Understanding Soundex

Mary K. Popovich, Busia's Roots

The Soundex is a system of indexing used by a number of genealogical resources, including the federal censuses of 1880, 1900, 1910 and 1920, as well as some immigration records. It's purpose is to enable the researcher to find a given person's name even if it was misspelled. This can be very important when tracing your immigrant ancestor, especially if he had a Slavic name, or even one that was originally written in Cyrillic and transliterated into English based on its pronunciation.

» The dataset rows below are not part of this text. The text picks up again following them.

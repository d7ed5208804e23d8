//! Result Session
//!
//! Holds the snapshot a user is looking at, plus the UI state the view is
//! computed for, and decides when a newly arrived snapshot replaces it:
//!
//! ```text
//! ┌──────────────────────────────────────────────────────────────────┐
//! │                        RESULT SESSION                            │
//! ├──────────────────────────────────────────────────────────────────┤
//! │                                                                  │
//! │   poll / push ──► offer() ──┬── no current ──► install           │
//! │                             └── otherwise  ──► pending (latest)  │
//! │                                                                  │
//! │   "fresh results" ──► resync() ──► pending becomes current       │
//! │                                                                  │
//! │   set_filters / set_sort / set_weights / set_user_saves /        │
//! │   set_selection ──► ViewPipeline::run(current, request)          │
//! │                                                                  │
//! └──────────────────────────────────────────────────────────────────┘
//! ```
//!
//! A snapshot is never patched. Every state change recomputes the whole
//! view from the current snapshot and the stored [`ViewRequest`].


use chrono::{DateTime, Utc};
use parking_lot::RwLock;
use resultgraph_core::{
    EngineConfig, EngineError, EngineResult, EvidenceBundle, Filter, PathId, RenderGraph,
    ResultSet, ResultView, ScoreWeights, SortKey, UserSaves, ViewPipeline, ViewRequest,
};
use serde::Serialize;
use std::path::Path;
use std::sync::Arc;
use uuid::Uuid;

// ============================================================================
// Core Types
// ============================================================================

/// Unique identifier for a received snapshot
pub type SnapshotId = Uuid;

#[derive(Debug, thiserror::Error)]
pub enum SessionError {
    #[error("no result snapshot has been received yet")]
    NoSnapshot,

    #[error(transparent)]
    Engine(#[from] EngineError),
}

pub type SessionResult<T> = std::result::Result<T, SessionError>;

/// One received result set.
#[derive(Debug, Clone)]
pub struct Snapshot {
    pub id: SnapshotId,
    pub received_at: DateTime<Utc>,
    pub set: Arc<ResultSet>,
}

impl Snapshot {
    pub fn new(set: ResultSet) -> Self {
        Self {
            id: Uuid::new_v4(),
            received_at: Utc::now(),
            set: Arc::new(set),
        }
    }

    pub fn from_json_str(json: &str) -> EngineResult<Self> {
        ResultSet::from_json_str(json).map(Self::new)
    }

    pub fn from_json_file(path: impl AsRef<Path>) -> EngineResult<Self> {
        ResultSet::from_json_file(path).map(Self::new)
    }

    pub fn info(&self) -> SnapshotInfo {
        SnapshotInfo {
            id: self.id,
            received_at: self.received_at,
            status: self.set.status().as_str().to_string(),
            results: self.set.results().len(),
        }
    }
}

/// Serializable summary of a snapshot.
#[derive(Debug, Clone, PartialEq, Serialize)]
pub struct SnapshotInfo {
    pub id: SnapshotId,
    pub received_at: DateTime<Utc>,
    pub status: String,
    pub results: usize,
}

/// What [`ResultSession::offer`] did with a snapshot.
#[derive(Debug, Clone, Copy, PartialEq, Eq, Serialize)]
pub enum Offer {
    /// Nothing was displayed yet; the snapshot is now current.
    Installed(SnapshotId),
    /// Held until the next resync. `replaced` names an older pending
    /// snapshot that was dropped.
    Pending {
        id: SnapshotId,
        replaced: Option<SnapshotId>,
    },
}

impl Offer {
    pub fn id(&self) -> SnapshotId {
        match self {
            Offer::Installed(id) => *id,
            Offer::Pending { id, .. } => *id,
        }
    }

    /// True when the user should be told fresh results are waiting.
    pub fn fresh_results(&self) -> bool {
        matches!(self, Offer::Pending { .. })
    }
}

#[derive(Debug, Default)]
struct SessionState {
    current: Option<Snapshot>,
    pending: Option<Snapshot>,
    request: ViewRequest,
}

impl SessionState {
    fn current_set(&self) -> SessionResult<Arc<ResultSet>> {
        self.current
            .as_ref()
            .map(|s| Arc::clone(&s.set))
            .ok_or(SessionError::NoSnapshot)
    }
}

// ============================================================================
// Session
// ============================================================================

pub struct ResultSession {
    pipeline: ViewPipeline,
    state: RwLock<SessionState>,
}

impl ResultSession {
    pub fn new(config: EngineConfig) -> Self {
        let request = ViewRequest::default().with_weights(config.weights);
        Self {
            pipeline: ViewPipeline::new(config),
            state: RwLock::new(SessionState {
                request,
                ..SessionState::default()
            }),
        }
    }

    pub fn config(&self) -> &EngineConfig {
        self.pipeline.config()
    }

    pub fn current(&self) -> Option<Arc<ResultSet>> {
        self.state.read().current.as_ref().map(|s| Arc::clone(&s.set))
    }

    pub fn current_info(&self) -> Option<SnapshotInfo> {
        self.state.read().current.as_ref().map(Snapshot::info)
    }

    pub fn pending_info(&self) -> Option<SnapshotInfo> {
        self.state.read().pending.as_ref().map(Snapshot::info)
    }

    pub fn request(&self) -> ViewRequest {
        self.state.read().request.clone()
    }

    /// Accept a newly received snapshot.
    pub fn offer(&self, snapshot: Snapshot) -> Offer {
        let mut state = self.state.write();
        let id = snapshot.id;
        if state.current.is_none() {
            tracing::debug!(snapshot = %id, results = snapshot.set.results().len(), "installed first snapshot");
            state.current = Some(snapshot);
            return Offer::Installed(id);
        }

        let replaced = state.pending.replace(snapshot).map(|old| old.id);
        if let Some(old) = replaced {
            tracing::debug!(snapshot = %id, replaced = %old, "dropped older pending snapshot");
        }
        Offer::Pending { id, replaced }
    }

    pub fn has_fresh_results(&self) -> bool {
        self.state.read().pending.is_some()
    }

    /// Swap the pending snapshot in and recompute the view.
    ///
    /// Returns `Ok(None)` when nothing is pending. The path selection is
    /// cleared because its ids belong to the old snapshot.
    pub fn resync(&self) -> SessionResult<Option<ResultView>> {
        let (set, request) = {
            let mut state = self.state.write();
            let Some(pending) = state.pending.take() else {
                return Ok(None);
            };
            tracing::debug!(
                snapshot = %pending.id,
                received_at = %pending.received_at,
                "resyncing to pending snapshot"
            );
            state.current = Some(pending);
            state.request.selection = None;
            (state.current_set()?, state.request.clone())
        };
        self.pipeline.run(&set, &request).map(Some).map_err(SessionError::from)
    }

    /// The view for the current snapshot and UI state.
    pub fn view(&self) -> SessionResult<ResultView> {
        let (set, request) = {
            let state = self.state.read();
            (state.current_set()?, state.request.clone())
        };
        Ok(self.pipeline.run(&set, &request)?)
    }

    /// Replace the whole UI state at once.
    pub fn set_request(&self, request: ViewRequest) -> SessionResult<ResultView> {
        self.update(|current| *current = request)
    }

    pub fn set_filters(&self, filters: Vec<Filter>) -> SessionResult<ResultView> {
        self.update(|request| request.filters = filters)
    }

    pub fn set_sort(&self, sort: SortKey) -> SessionResult<ResultView> {
        self.update(|request| request.sort = sort)
    }

    pub fn set_weights(&self, weights: ScoreWeights) -> SessionResult<ResultView> {
        self.update(|request| request.weights = weights)
    }

    /// Flip between the novelty preset and the configured weights.
    pub fn toggle_novelty_boost(&self) -> SessionResult<ResultView> {
        let configured = self.pipeline.config().weights;
        self.update(|request| {
            request.weights = if request.weights == ScoreWeights::novelty_boost() {
                configured
            } else {
                ScoreWeights::novelty_boost()
            };
        })
    }

    pub fn set_user_saves(&self, saves: UserSaves) -> SessionResult<ResultView> {
        self.update(|request| request.user_saves = saves)
    }

    pub fn set_selection(&self, selection: Option<Vec<PathId>>) -> SessionResult<ResultView> {
        self.update(|request| request.selection = selection.map(|ids| ids.into_iter().collect()))
    }

    pub fn evidence(&self, result_id: &str) -> SessionResult<Option<EvidenceBundle>> {
        let set = self.state.read().current_set()?;
        Ok(self.pipeline.evidence_for(&set, result_id))
    }

    pub fn render(&self, result_id: &str) -> SessionResult<Option<RenderGraph>> {
        let set = self.state.read().current_set()?;
        Ok(self.pipeline.render_for(&set, result_id))
    }

    /// Apply a request change, then recompute outside the lock. The change
    /// sticks even when there is no snapshot to show yet.
    fn update(&self, change: impl FnOnce(&mut ViewRequest)) -> SessionResult<ResultView> {
        let (set, request) = {
            let mut state = self.state.write();
            change(&mut state.request);
            (state.current_set()?, state.request.clone())
        };
        Ok(self.pipeline.run(&set, &request)?)
    }
}

impl Default for ResultSession {
    fn default() -> Self {
        Self::new(EngineConfig::default())
    }
}
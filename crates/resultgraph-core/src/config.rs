//! Engine configuration: ranking weights, score weights, render options.
//!
//! Everything is injected. No engine operation reads ambient state.

use crate::error::{EngineError, EngineResult};
use crate::filter::Filter;
use serde::{Deserialize, Serialize};
use std::path::Path;

// ============================================================================
// Ranking Policy
// ============================================================================

/// Weights used by the path ranking pass.
///
/// `heavy_weight` marks an exclusion and must dominate any sum of
/// `light_weight` inclusion bonuses a path can collect.
#[derive(Debug, Clone, Copy, PartialEq, Serialize, Deserialize)]
#[serde(default)]
pub struct RankingPolicy {
    pub heavy_weight: f64,
    pub light_weight: f64,
    /// Support trees deeper than this are cut off while building rank trees.
    pub max_support_depth: usize,
}

impl Default for RankingPolicy {
    fn default() -> Self {
        Self {
            heavy_weight: 1000.0,
            light_weight: 1.0,
            max_support_depth: 32,
        }
    }
}

impl RankingPolicy {
    pub fn new(heavy_weight: f64, light_weight: f64) -> EngineResult<Self> {
        let policy = Self {
            heavy_weight,
            light_weight,
            ..Self::default()
        };
        policy.validate()?;
        Ok(policy)
    }

    pub fn validate(&self) -> EngineResult<()> {
        if !(self.heavy_weight > self.light_weight && self.light_weight >= 0.0) {
            return Err(EngineError::InvalidPolicy {
                heavy: self.heavy_weight,
                light: self.light_weight,
            });
        }
        Ok(())
    }

    /// Rank assigned to an excluded path.
    pub fn exclusion_rank(&self, filter: Option<&Filter>) -> f64 {
        let extra = filter
            .and_then(|f| f.exclude_weight)
            .filter(|w| *w > 0.0)
            .unwrap_or(0.0);
        self.heavy_weight + extra
    }
}

// ============================================================================
// Score Weights
// ============================================================================

#[derive(Debug, Clone, Copy, PartialEq, Serialize, Deserialize)]
#[serde(default, rename_all = "camelCase")]
pub struct ScoreWeights {
    pub confidence_weight: f64,
    pub novelty_weight: f64,
    pub clinical_weight: f64,
}

impl Default for ScoreWeights {
    fn default() -> Self {
        Self {
            confidence_weight: 1.0,
            novelty_weight: 0.1,
            clinical_weight: 1.0,
        }
    }
}

impl ScoreWeights {
    /// Preset that favors novel answers.
    pub fn novelty_boost() -> Self {
        Self {
            confidence_weight: 0.5,
            novelty_weight: 1.0,
            clinical_weight: 0.5,
        }
    }

    pub fn total(&self) -> f64 {
        self.confidence_weight + self.novelty_weight + self.clinical_weight
    }
}

// ============================================================================
// Render Options
// ============================================================================

#[derive(Debug, Clone, Copy, PartialEq, Serialize, Deserialize)]
#[serde(default)]
pub struct RenderOptions {
    /// Nodes with at least this many incident edges are hubs.
    pub hub_degree: usize,
}

impl Default for RenderOptions {
    fn default() -> Self {
        Self { hub_degree: 4 }
    }
}

// ============================================================================
// Engine Config
// ============================================================================

#[derive(Debug, Clone, Default, PartialEq, Serialize, Deserialize)]
#[serde(default)]
pub struct EngineConfig {
    pub ranking: RankingPolicy,
    pub weights: ScoreWeights,
    pub render: RenderOptions,
}

impl EngineConfig {
    pub fn with_policy(mut self, policy: RankingPolicy) -> Self {
        self.ranking = policy;
        self
    }

    pub fn with_weights(mut self, weights: ScoreWeights) -> Self {
        self.weights = weights;
        self
    }

    pub fn with_render(mut self, render: RenderOptions) -> Self {
        self.render = render;
        self
    }

    pub fn from_json_str(json: &str) -> EngineResult<Self> {
        let config: Self = serde_json::from_str(json)?;
        config.ranking.validate()?;
        Ok(config)
    }

    pub fn from_json_file(path: impl AsRef<Path>) -> EngineResult<Self> {
        let path = path.as_ref();
        let text = std::fs::read_to_string(path).map_err(|source| EngineError::Io {
            path: path.to_path_buf(),
            source,
        })?;
        let config: Self = serde_json::from_str(&text).map_err(|source| EngineError::Config {
            path: path.to_path_buf(),
            source,
        })?;
        config.ranking.validate()?;
        Ok(config)
    }
}

#[cfg(test)]
mod tests {
    use super::*;

    #[test]
    fn policy_rejects_light_heavier_than_heavy() {
        assert!(RankingPolicy::new(1.0, 5.0).is_err());
        assert!(RankingPolicy::new(100.0, 1.0).is_ok());
    }

    #[test]
    fn exclude_weight_adds_to_heavy() {
        let policy = RankingPolicy::default();
        let plain = Filter::exclude("fda:approved");
        let weighted = Filter::exclude("fda:approved").with_exclude_weight(5.0);
        assert_eq!(policy.exclusion_rank(Some(&plain)), 1000.0);
        assert_eq!(policy.exclusion_rank(Some(&weighted)), 1005.0);
        assert_eq!(policy.exclusion_rank(None), 1000.0);
    }

    #[test]
    fn partial_config_fills_defaults() {
        let config = EngineConfig::from_json_str(r#"{"ranking": {"heavy_weight": 50.0}}"#).unwrap();
        assert_eq!(config.ranking.heavy_weight, 50.0);
        assert_eq!(config.ranking.light_weight, 1.0);
        assert_eq!(config.weights, ScoreWeights::default());
    }
}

The Soundex reduces each surname to an alpha-numeric code number, one letter and three numbers. Generally, the basic information was transcribed, e.g., from the census, and put onto a 3 x 5 index card. The Soundex code was recorded at the top left-hand corner of the card, and the information identifying where the person's record could be found was recorded in the top right-hand corner. All cards with a like number were grouped together, and then the group was alphabetized by given name.

Most of today's genealogical software programs include a utility to convert your surnames into Soundex codes. There is also a book available at most genealogical libraries that Soundexes all common surnames and most of the uncommon ones as well. So, why then would you want to understand the Soundex system?

The 3 x 5 cards that make up Soundex indexes were used for years by clerks before the cards were microfilmed. Over the years the oils and dirt from the clerks' hands darkened the paper of the cards, generally at the top corners. Thus, when the cards were microfilmed the information contained on the darkened corner, the soundex code number, may be unreadable. As you're cranking through the microfilm looking for your ancestor's code number, you may need to be able to code surnames "on the fly" in order to know whether you're in the right code for your ancestor, or whether you need to crank forward or backward.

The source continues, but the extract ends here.